In Cairo, speaking at the International Conference for Peace promoted by the Grand Imam of Al Azhar, Al Tayyeb, Pope Francis said that Mount Sinai “reminds us above all that authentic covenants on earth cannot ignore heaven, that human beings cannot attempt to encounter one another in peace by eliminating God from the horizon, nor can they climb the mountain to appropriate God for themselves.” It was a very timely message in the face of what the Pope called a “dangerous paradox,” namely, on the one hand, the tendency to relegate religion only to the private sphere, “as if it were not an essential dimension of the human person and society”; and on the other, the inappropriate confusion between the religious and political spheres.
In Ur, on Saturday, March 6, Francis recalled that if man “excludes God, he ends up worshipping the things of this earth,” inviting him to raise “his eyes to Heaven” and defining as “true religiosity,” that which worships God and loves one’s neighbor. In Cairo, the Pope explained that religious leaders are called “to unmask the violence that masquerades as purported sanctity and is based more on the ‘absolutizing’ of selfishness than on authentic openness to the Absolute” and to “denounce violations of human dignity and human rights, to expose attempts to justify every form of hatred in the name of religion, and to condemn these attempts as idolatrous caricatures of God.”

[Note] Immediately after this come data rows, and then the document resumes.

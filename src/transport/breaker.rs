//! Circuit breaker and reconnect backoff.
//!
//! Both are plain state holders: the owning monitor passes in the current
//! time, which keeps them deterministic under tokio's paused test clock.
//!
//! # State Transitions
//!
//! ```text
//! ┌─────────┐  failure_count >= threshold  ┌──────┐
//! │ Closed  │ ──────────────────────────▶  │ Open │ ◀──┐
//! └─────────┘                              └──────┘    │
//!      ▲                                       │       │ failure
//!      │ socket opened                         │       │
//!      │                  attempt after        ▼       │
//!      │                  recovery_timeout ┌──────────┐│
//!      └────────────────────────────────── │ HalfOpen │┘
//!                                          └──────────┘
//! ```

// ============================================================================
// Imports
// ============================================================================

use std::fmt;
use std::time::Duration;

use rand::Rng;
use tokio::time::Instant;
use tracing::info;

use crate::config::MonitorOptions;

// ============================================================================
// BreakerState
// ============================================================================

/// Circuit breaker state.
#[derive(Debug, Clone, Copy, PartialEq, Eq, Default)]
pub enum BreakerState {
    /// Normal operation; connection attempts are allowed.
    #[default]
    Closed,
    /// Too many failures; attempts are suppressed until the recovery window ends.
    Open,
    /// Recovery window elapsed; the next attempt decides.
    HalfOpen,
}

impl fmt::Display for BreakerState {
    fn fmt(&self, f: &mut fmt::Formatter<'_>) -> fmt::Result {
        f.write_str(match self {
            Self::Closed => "CLOSED",
            Self::Open => "OPEN",
            Self::HalfOpen => "HALF_OPEN",
        })
    }
}

// ============================================================================
// Admission
// ============================================================================

/// Outcome of asking the breaker for a connection attempt.
#[derive(Debug, Clone, Copy, PartialEq, Eq)]
pub enum Admission {
    /// Go ahead.
    Proceed,
    /// Breaker is open; try again after `remaining`.
    Suppressed {
        /// Time left in the recovery window.
        remaining: Duration,
    },
}

// ============================================================================
// CircuitBreaker
// ============================================================================

/// Failure-count circuit breaker guarding connection attempts.
#[derive(Debug, Clone)]
pub struct CircuitBreaker {
    state: BreakerState,
    failure_count: u32,
    last_failure: Option<Instant>,
    failure_threshold: u32,
    recovery_timeout: Duration,
}

impl CircuitBreaker {
    /// Creates a closed breaker.
    #[must_use]
    pub fn new(failure_threshold: u32, recovery_timeout: Duration) -> Self {
        Self {
            state: BreakerState::Closed,
            failure_count: 0,
            last_failure: None,
            failure_threshold,
            recovery_timeout,
        }
    }

    /// Returns the current state.
    #[inline]
    #[must_use]
    pub fn state(&self) -> BreakerState {
        self.state
    }

    /// Returns failures recorded since the last success.
    #[inline]
    #[must_use]
    pub fn failure_count(&self) -> u32 {
        self.failure_count
    }

    /// Asks whether a connection attempt may start at `now`.
    ///
    /// An open breaker whose recovery window has elapsed moves to
    /// [`BreakerState::HalfOpen`] and admits the attempt.
    pub fn admit(&mut self, now: Instant) -> Admission {
        if self.state != BreakerState::Open {
            return Admission::Proceed;
        }

        let elapsed = self
            .last_failure
            .map_or(Duration::MAX, |at| now.saturating_duration_since(at));

        if elapsed < self.recovery_timeout {
            return Admission::Suppressed {
                remaining: self.recovery_timeout - elapsed,
            };
        }

        info!("Circuit breaker moving to HALF_OPEN");
        self.state = BreakerState::HalfOpen;
        Admission::Proceed
    }

    /// Records a failure at `now`.
    ///
    /// Returns `true` if this failure opened the breaker.
    pub fn record_failure(&mut self, now: Instant) -> bool {
        self.failure_count = self.failure_count.saturating_add(1);
        self.last_failure = Some(now);

        if self.failure_count >= self.failure_threshold && self.state != BreakerState::Open {
            self.state = BreakerState::Open;
            return true;
        }
        false
    }

    /// Records a successful open: closes the breaker and resets the count.
    pub fn record_success(&mut self) {
        self.state = BreakerState::Closed;
        self.failure_count = 0;
    }
}

impl From<&MonitorOptions> for CircuitBreaker {
    fn from(options: &MonitorOptions) -> Self {
        Self::new(options.failure_threshold, options.recovery_timeout)
    }
}

// ============================================================================
// Backoff
// ============================================================================

/// Capped exponential backoff with uniform jitter.
#[derive(Debug, Clone, Copy, PartialEq, Eq)]
pub struct Backoff {
    base_delay: Duration,
    max_delay: Duration,
    jitter_max: Duration,
}

impl Backoff {
    /// Creates a backoff policy.
    #[must_use]
    pub const fn new(base_delay: Duration, max_delay: Duration, jitter_max: Duration) -> Self {
        Self {
            base_delay,
            max_delay,
            jitter_max,
        }
    }

    /// Delay before retry `attempt` (1-based), without jitter.
    ///
    /// `min(base_delay * 2^(attempt - 1), max_delay)`
    #[must_use]
    pub fn delay(&self, attempt: u32) -> Duration {
        let factor = 2u32
            .checked_pow(attempt.saturating_sub(1))
            .unwrap_or(u32::MAX);
        self.base_delay.saturating_mul(factor).min(self.max_delay)
    }

    /// Delay before retry `attempt` plus a uniform jitter in `0..=jitter_max`.
    #[allow(clippy::cast_possible_truncation)]
    #[must_use]
    pub fn jittered_delay(&self, attempt: u32) -> Duration {
        let jitter_ms = self.jitter_max.as_millis() as u64;
        let jitter = if jitter_ms == 0 {
            Duration::ZERO
        } else {
            Duration::from_millis(rand::rng().random_range(0..=jitter_ms))
        };
        self.delay(attempt) + jitter
    }
}

impl From<&MonitorOptions> for Backoff {
    fn from(options: &MonitorOptions) -> Self {
        Self::new(options.base_delay, options.max_delay, options.jitter_max)
    }
}

// ============================================================================
// Tests
// ============================================================================

#[cfg(test)]
mod tests {
    use super::*;

    fn backoff() -> Backoff {
        Backoff::new(
            Duration::from_millis(1_000),
            Duration::from_millis(30_000),
            Duration::from_millis(1_000),
        )
    }

    #[test]
    fn test_backoff_doubles_then_caps() {
        let b = backoff();
        assert_eq!(b.delay(1), Duration::from_millis(1_000));
        assert_eq!(b.delay(2), Duration::from_millis(2_000));
        assert_eq!(b.delay(5), Duration::from_millis(16_000));
        assert_eq!(b.delay(6), Duration::from_millis(30_000));
        assert_eq!(b.delay(10), Duration::from_millis(30_000));
    }

    #[test]
    fn test_backoff_huge_attempt_saturates() {
        assert_eq!(backoff().delay(u32::MAX), Duration::from_millis(30_000));
    }

    #[test]
    fn test_jitter_bounds() {
        let b = backoff();
        for _ in 0..100 {
            let d = b.jittered_delay(3);
            assert!(d >= Duration::from_millis(4_000));
            assert!(d <= Duration::from_millis(5_000));
        }
    }

    #[test]
    fn test_zero_jitter_is_exact() {
        let b = Backoff::new(Duration::from_millis(10), Duration::from_millis(100), Duration::ZERO);
        assert_eq!(b.jittered_delay(2), Duration::from_millis(20));
    }

    #[test]
    fn test_breaker_opens_at_threshold() {
        let now = Instant::now();
        let mut breaker = CircuitBreaker::new(3, Duration::from_secs(60));

        assert!(!breaker.record_failure(now));
        assert!(!breaker.record_failure(now));
        assert_eq!(breaker.state(), BreakerState::Closed);

        assert!(breaker.record_failure(now));
        assert_eq!(breaker.state(), BreakerState::Open);
        assert_eq!(breaker.failure_count(), 3);
    }

    #[test]
    fn test_open_breaker_suppresses_until_recovery() {
        let start = Instant::now();
        let mut breaker = CircuitBreaker::new(1, Duration::from_secs(60));
        breaker.record_failure(start);

        assert_eq!(
            breaker.admit(start + Duration::from_secs(20)),
            Admission::Suppressed {
                remaining: Duration::from_secs(40)
            }
        );
        assert_eq!(breaker.state(), BreakerState::Open);

        assert_eq!(breaker.admit(start + Duration::from_secs(60)), Admission::Proceed);
        assert_eq!(breaker.state(), BreakerState::HalfOpen);
    }

    #[test]
    fn test_half_open_failure_reopens() {
        let start = Instant::now();
        let mut breaker = CircuitBreaker::new(2, Duration::from_secs(1));
        breaker.record_failure(start);
        breaker.record_failure(start);

        let later = start + Duration::from_secs(2);
        assert_eq!(breaker.admit(later), Admission::Proceed);
        assert!(breaker.record_failure(later));
        assert_eq!(breaker.state(), BreakerState::Open);
    }

    #[test]
    fn test_half_open_success_closes() {
        let start = Instant::now();
        let mut breaker = CircuitBreaker::new(1, Duration::from_secs(1));
        breaker.record_failure(start);
        breaker.admit(start + Duration::from_secs(1));

        breaker.record_success();
        assert_eq!(breaker.state(), BreakerState::Closed);
        assert_eq!(breaker.failure_count(), 0);
    }

    #[test]
    fn test_closed_breaker_always_admits() {
        let mut breaker = CircuitBreaker::from(&MonitorOptions::default());
        assert_eq!(breaker.admit(Instant::now()), Admission::Proceed);
        assert_eq!(breaker.state().to_string(), "CLOSED");
    }
}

In Baku, the Pope had highlighted as the task of religions that of helping “to discern the good and put it into practice through deeds, prayer and diligent cultivation of the inner life, they are called to build a culture of encounter and peace, based on patience, understanding, and humble, tangible steps.” In a time of conflict, religions – the Pope said in Azerbaijan – “must be dawns of peace, seeds of rebirth amid the devastation of death, echoes of dialogue resounding unceasingly, paths to encounter and reconciliation reaching even those places where official mediation efforts seem not to have borne fruit.”

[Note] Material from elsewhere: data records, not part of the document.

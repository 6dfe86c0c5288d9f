//! Scripted transport for unit tests.
//!
//! [`ScriptedConnector`] records every socket a monitor opens and lets the
//! test raise events on any of them by index.

use std::sync::Arc;

use parking_lot::Mutex;

use crate::error::{Error, Result};
use crate::protocol::SocketEvent;

use super::socket::{Connector, EventSink, Socket};

/// Lets spawned tasks run until they block, without moving the clock.
pub(crate) async fn settle() {
    for _ in 0..32 {
        tokio::task::yield_now().await;
    }
}

/// What one scripted socket saw.
#[derive(Debug, Default)]
struct SocketLog {
    sent: Vec<String>,
    /// Sends still to reject before accepting again.
    rejects: usize,
    pings: usize,
    closed: bool,
    terminated: bool,
}

/// One `open` call.
struct OpenCall {
    url: String,
    events: EventSink,
    log: Arc<Mutex<SocketLog>>,
}

#[derive(Default)]
struct Script {
    opens: Vec<OpenCall>,
    fail_next: usize,
    reject_next_socket: usize,
}

/// Connector whose sockets never touch the network.
pub(crate) struct ScriptedConnector {
    /// Emit `Opened` as soon as a socket is created.
    auto_open: bool,
    script: Mutex<Script>,
}

impl ScriptedConnector {
    /// Sockets open only when the test emits `Opened`.
    pub(crate) fn manual() -> Arc<Self> {
        Arc::new(Self {
            auto_open: false,
            script: Mutex::new(Script::default()),
        })
    }

    /// Sockets open immediately.
    pub(crate) fn auto_open() -> Arc<Self> {
        Arc::new(Self {
            auto_open: true,
            script: Mutex::new(Script::default()),
        })
    }

    /// Makes the next `count` opens fail synchronously.
    pub(crate) fn fail_next_opens(&self, count: usize) {
        self.script.lock().fail_next = count;
    }

    /// Makes the next socket opened reject its first `count` sends.
    pub(crate) fn reject_sends_on_next_socket(&self, count: usize) {
        self.script.lock().reject_next_socket = count;
    }

    /// Number of `open` calls so far, failed ones included.
    pub(crate) fn open_count(&self) -> usize {
        self.script.lock().opens.len()
    }

    /// URL passed to open call `index`.
    pub(crate) fn url(&self, index: usize) -> String {
        self.script.lock().opens[index].url.clone()
    }

    /// Raises `event` on socket `index`.
    pub(crate) fn emit(&self, index: usize, event: SocketEvent) {
        let events = self.script.lock().opens[index].events.clone();
        events.emit(event);
    }

    /// Raises `event` on the most recent socket.
    pub(crate) fn emit_latest(&self, event: SocketEvent) {
        let index = self.open_count() - 1;
        self.emit(index, event);
    }

    /// Frames sent on socket `index`.
    pub(crate) fn sent(&self, index: usize) -> Vec<String> {
        self.log(index).lock().sent.clone()
    }

    /// Frames sent on every socket, in open order.
    pub(crate) fn all_sent(&self) -> Vec<String> {
        let logs: Vec<_> = self
            .script
            .lock()
            .opens
            .iter()
            .map(|o| Arc::clone(&o.log))
            .collect();
        logs.iter().flat_map(|log| log.lock().sent.clone()).collect()
    }

    /// Liveness probes sent on socket `index`.
    pub(crate) fn pings(&self, index: usize) -> usize {
        self.log(index).lock().pings
    }

    /// Whether socket `index` was closed gracefully.
    pub(crate) fn closed(&self, index: usize) -> bool {
        self.log(index).lock().closed
    }

    /// Whether socket `index` was terminated.
    pub(crate) fn terminated(&self, index: usize) -> bool {
        self.log(index).lock().terminated
    }

    fn log(&self, index: usize) -> Arc<Mutex<SocketLog>> {
        Arc::clone(&self.script.lock().opens[index].log)
    }
}

impl Connector for ScriptedConnector {
    fn open(&self, url: &str, events: EventSink) -> Result<Arc<dyn Socket>> {
        let log = Arc::new(Mutex::new(SocketLog::default()));
        let fail = {
            let mut script = self.script.lock();
            log.lock().rejects = std::mem::take(&mut script.reject_next_socket);
            script.opens.push(OpenCall {
                url: url.to_string(),
                events: events.clone(),
                log: Arc::clone(&log),
            });
            if script.fail_next > 0 {
                script.fail_next -= 1;
                true
            } else {
                false
            }
        };

        if fail {
            return Err(Error::connection("scripted open failure"));
        }

        if self.auto_open {
            events.emit(SocketEvent::Opened);
        }

        Ok(Arc::new(ScriptedSocket { log }))
    }
}

/// Socket that only records what it was asked to do.
struct ScriptedSocket {
    log: Arc<Mutex<SocketLog>>,
}

impl Socket for ScriptedSocket {
    fn send_text(&self, text: String) -> Result<()> {
        let mut log = self.log.lock();
        if log.closed || log.terminated {
            return Err(Error::ConnectionClosed);
        }
        if log.rejects > 0 {
            log.rejects -= 1;
            return Err(Error::connection("scripted send failure"));
        }
        log.sent.push(text);
        Ok(())
    }

    fn ping(&self) -> Result<()> {
        self.log.lock().pings += 1;
        Ok(())
    }

    fn close(&self) {
        self.log.lock().closed = true;
    }

    fn terminate(&self) {
        self.log.lock().terminated = true;
    }
}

In Egypt, he had explained that “no incitement to violence will guarantee peace” and that “In order to prevent conflicts and build peace, it is essential that we spare no effort in eliminating situations of poverty and exploitation where extremism more easily takes root.” These words were also echoed in Ur’s speech: “There will be no peace without sharing and acceptance, without a justice that ensures equity and advancement for all, beginning with those most vulnerable. There will be no peace unless peoples extend a hand to other peoples.”
The three papal interventions thus indicate the role that religiosity has today in a world where consumerism and rejection of the sacred prevail, and where there is a tendency to relegate faith to the private sphere. But there is a need, Pope Francis explains, for an authentic religiosity, one that never separates adoration of God from love for our brothers and sisters.
Finally, the Pope indicates a way for religions to contribute to the good of our societies, recalling the need for a commitment to the cause of peace, and to respond to the problems and concrete needs of the least, the poor, the defenseless. It is the proposal to walk side by side, “all brothers”, in order to be concrete artisans of peace and justice, beyond differences and respecting respective identities.
An example of this path was cited by Pope Francis when he recalled the help offered by young Muslims to their Christian brothers in defending the churches in Baghdad. Another example was offered by the testimony in Ur of Rafah Hussein Baher, an Iraqi woman of the Sabean-Mandean religion, who, in her testimony, wanted to recall the sacrifice of Najay, a man of Sabean-Mandean religion from Basra, who lost his life to save that of his Muslim neighbor.